What is being asked >> Pick out each line with the word "only" from the material that follows.

Material provided >>
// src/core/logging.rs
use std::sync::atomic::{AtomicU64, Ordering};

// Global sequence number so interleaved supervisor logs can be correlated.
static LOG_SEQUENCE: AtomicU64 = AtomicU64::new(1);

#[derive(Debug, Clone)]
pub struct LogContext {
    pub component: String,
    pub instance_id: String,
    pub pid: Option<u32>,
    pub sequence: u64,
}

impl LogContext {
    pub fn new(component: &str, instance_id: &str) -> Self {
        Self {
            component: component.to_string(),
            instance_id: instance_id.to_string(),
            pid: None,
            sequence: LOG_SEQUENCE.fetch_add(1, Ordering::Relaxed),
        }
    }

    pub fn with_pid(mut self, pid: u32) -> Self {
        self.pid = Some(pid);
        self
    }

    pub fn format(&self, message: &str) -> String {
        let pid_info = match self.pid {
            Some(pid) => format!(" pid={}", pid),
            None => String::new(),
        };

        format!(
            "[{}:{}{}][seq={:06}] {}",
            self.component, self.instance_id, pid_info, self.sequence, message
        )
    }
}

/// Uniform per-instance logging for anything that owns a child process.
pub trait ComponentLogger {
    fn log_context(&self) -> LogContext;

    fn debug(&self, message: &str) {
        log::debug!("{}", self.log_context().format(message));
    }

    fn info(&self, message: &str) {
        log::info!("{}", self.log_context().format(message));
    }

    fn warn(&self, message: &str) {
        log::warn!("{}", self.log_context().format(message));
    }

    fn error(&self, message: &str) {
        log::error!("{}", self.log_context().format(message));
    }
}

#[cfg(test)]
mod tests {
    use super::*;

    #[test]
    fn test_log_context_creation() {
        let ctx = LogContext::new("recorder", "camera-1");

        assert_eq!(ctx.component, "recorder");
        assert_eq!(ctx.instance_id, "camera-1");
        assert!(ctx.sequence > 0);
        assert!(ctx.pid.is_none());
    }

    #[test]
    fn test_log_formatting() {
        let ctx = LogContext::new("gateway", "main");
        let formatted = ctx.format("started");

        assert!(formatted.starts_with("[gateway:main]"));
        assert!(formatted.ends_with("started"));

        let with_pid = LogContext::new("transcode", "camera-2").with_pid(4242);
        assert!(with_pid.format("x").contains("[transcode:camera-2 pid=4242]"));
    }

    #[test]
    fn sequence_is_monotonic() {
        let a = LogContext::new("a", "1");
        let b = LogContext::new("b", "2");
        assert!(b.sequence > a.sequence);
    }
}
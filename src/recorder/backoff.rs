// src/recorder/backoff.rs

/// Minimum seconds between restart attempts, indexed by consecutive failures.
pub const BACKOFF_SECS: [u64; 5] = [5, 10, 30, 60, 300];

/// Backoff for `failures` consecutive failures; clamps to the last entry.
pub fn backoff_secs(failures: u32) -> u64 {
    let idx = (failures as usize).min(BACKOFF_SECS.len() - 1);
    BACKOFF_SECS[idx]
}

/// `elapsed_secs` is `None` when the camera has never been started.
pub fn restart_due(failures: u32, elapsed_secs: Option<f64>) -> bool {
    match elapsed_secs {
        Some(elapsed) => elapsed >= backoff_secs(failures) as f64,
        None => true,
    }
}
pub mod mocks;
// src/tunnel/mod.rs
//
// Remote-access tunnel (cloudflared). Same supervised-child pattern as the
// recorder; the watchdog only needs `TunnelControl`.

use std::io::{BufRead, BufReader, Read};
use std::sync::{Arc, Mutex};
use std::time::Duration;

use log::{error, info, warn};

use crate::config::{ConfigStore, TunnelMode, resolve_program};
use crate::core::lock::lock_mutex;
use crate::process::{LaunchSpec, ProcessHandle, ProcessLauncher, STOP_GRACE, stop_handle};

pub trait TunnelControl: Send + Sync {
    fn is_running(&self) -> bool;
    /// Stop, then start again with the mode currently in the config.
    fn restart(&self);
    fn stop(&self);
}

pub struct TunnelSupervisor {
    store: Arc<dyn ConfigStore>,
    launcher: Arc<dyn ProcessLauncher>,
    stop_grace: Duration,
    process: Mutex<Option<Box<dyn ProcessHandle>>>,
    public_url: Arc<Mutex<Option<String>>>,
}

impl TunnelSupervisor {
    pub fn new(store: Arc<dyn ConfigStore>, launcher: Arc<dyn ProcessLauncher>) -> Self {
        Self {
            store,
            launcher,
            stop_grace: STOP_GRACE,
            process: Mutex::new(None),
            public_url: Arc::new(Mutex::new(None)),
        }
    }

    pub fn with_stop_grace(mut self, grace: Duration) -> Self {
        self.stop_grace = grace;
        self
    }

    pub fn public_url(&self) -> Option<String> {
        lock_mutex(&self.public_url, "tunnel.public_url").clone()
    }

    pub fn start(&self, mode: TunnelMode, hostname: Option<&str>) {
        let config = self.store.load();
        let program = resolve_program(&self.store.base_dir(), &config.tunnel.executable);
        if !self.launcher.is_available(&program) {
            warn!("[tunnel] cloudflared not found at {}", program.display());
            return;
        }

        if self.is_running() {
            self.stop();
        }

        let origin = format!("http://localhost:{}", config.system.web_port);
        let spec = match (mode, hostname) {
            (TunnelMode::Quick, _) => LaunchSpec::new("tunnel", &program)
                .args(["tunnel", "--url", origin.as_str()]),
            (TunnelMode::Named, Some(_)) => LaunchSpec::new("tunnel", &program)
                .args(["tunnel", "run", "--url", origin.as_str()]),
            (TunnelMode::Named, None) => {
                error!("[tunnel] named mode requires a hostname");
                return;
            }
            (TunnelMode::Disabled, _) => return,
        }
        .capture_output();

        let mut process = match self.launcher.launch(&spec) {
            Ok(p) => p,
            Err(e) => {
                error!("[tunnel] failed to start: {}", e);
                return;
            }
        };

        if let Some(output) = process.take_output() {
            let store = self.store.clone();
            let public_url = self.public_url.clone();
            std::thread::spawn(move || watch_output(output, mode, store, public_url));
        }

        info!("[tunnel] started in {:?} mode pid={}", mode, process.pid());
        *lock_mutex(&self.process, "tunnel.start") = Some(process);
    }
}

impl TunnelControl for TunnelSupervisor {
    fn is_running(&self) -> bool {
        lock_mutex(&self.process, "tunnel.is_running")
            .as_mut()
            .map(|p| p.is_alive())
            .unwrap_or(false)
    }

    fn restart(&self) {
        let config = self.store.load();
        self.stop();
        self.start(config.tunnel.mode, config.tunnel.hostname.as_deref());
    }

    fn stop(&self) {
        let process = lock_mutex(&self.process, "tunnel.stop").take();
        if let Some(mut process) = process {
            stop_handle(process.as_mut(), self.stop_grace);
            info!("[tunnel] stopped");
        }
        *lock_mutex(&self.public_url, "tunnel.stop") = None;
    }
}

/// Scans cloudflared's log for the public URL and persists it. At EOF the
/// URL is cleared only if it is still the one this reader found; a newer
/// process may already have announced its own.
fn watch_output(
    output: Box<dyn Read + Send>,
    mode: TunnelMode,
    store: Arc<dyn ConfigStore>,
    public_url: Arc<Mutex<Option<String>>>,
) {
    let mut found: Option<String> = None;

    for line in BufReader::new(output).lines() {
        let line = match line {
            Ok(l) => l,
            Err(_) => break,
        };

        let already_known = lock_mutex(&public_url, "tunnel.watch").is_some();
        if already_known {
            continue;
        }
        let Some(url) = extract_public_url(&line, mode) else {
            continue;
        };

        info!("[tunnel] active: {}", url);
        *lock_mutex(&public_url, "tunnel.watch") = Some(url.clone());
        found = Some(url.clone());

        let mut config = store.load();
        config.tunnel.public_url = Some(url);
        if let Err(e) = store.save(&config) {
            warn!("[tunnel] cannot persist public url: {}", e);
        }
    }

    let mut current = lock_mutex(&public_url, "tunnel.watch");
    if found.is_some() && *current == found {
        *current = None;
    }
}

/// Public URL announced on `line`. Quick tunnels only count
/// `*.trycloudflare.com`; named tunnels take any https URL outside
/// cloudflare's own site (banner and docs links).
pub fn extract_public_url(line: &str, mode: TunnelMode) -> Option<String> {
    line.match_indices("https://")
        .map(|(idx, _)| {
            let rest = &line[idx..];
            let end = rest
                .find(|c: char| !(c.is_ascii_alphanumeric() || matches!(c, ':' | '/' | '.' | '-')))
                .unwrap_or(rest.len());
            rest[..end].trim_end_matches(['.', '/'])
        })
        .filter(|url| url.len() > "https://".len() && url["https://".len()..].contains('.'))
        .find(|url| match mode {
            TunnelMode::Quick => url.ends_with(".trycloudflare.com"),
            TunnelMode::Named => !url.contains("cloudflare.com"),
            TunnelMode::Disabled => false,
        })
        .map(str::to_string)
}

---

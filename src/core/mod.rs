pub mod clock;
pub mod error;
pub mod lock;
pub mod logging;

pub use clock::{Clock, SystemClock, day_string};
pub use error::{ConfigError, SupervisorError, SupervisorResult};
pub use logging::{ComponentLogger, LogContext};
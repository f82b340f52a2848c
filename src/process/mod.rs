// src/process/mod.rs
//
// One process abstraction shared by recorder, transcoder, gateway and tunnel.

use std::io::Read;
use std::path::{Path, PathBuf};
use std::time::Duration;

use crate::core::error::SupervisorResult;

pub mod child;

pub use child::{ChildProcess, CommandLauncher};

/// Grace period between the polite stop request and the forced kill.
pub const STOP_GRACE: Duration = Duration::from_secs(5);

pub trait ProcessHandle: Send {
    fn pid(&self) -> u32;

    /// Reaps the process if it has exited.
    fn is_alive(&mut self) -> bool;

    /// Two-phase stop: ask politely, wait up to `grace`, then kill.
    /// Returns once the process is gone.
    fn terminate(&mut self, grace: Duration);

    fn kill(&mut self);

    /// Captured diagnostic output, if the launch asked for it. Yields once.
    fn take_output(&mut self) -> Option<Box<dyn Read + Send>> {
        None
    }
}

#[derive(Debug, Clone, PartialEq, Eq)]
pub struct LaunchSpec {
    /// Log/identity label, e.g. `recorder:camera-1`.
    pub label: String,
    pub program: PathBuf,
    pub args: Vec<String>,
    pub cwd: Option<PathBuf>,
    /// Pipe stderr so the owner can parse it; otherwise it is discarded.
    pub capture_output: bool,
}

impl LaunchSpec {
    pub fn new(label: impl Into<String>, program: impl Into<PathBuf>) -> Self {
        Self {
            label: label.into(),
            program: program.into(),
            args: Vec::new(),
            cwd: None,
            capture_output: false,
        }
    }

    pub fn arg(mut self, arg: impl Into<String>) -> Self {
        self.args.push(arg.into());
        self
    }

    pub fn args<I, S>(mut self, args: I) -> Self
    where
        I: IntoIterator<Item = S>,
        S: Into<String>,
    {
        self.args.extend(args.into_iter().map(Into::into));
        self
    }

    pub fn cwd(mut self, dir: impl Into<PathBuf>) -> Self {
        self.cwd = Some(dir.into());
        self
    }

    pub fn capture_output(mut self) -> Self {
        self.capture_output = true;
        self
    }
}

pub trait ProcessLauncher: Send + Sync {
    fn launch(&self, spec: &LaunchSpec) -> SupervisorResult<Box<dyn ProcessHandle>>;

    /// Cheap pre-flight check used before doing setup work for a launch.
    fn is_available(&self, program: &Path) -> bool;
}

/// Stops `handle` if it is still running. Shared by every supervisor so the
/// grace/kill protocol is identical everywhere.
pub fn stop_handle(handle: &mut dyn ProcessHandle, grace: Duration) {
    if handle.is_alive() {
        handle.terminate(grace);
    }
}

Output below >>
// recorder; the watchdog only needs `TunnelControl`.
/// URL is cleared only if it is still the one this reader found; a newer
/// Public URL announced on `line`. Quick tunnels only count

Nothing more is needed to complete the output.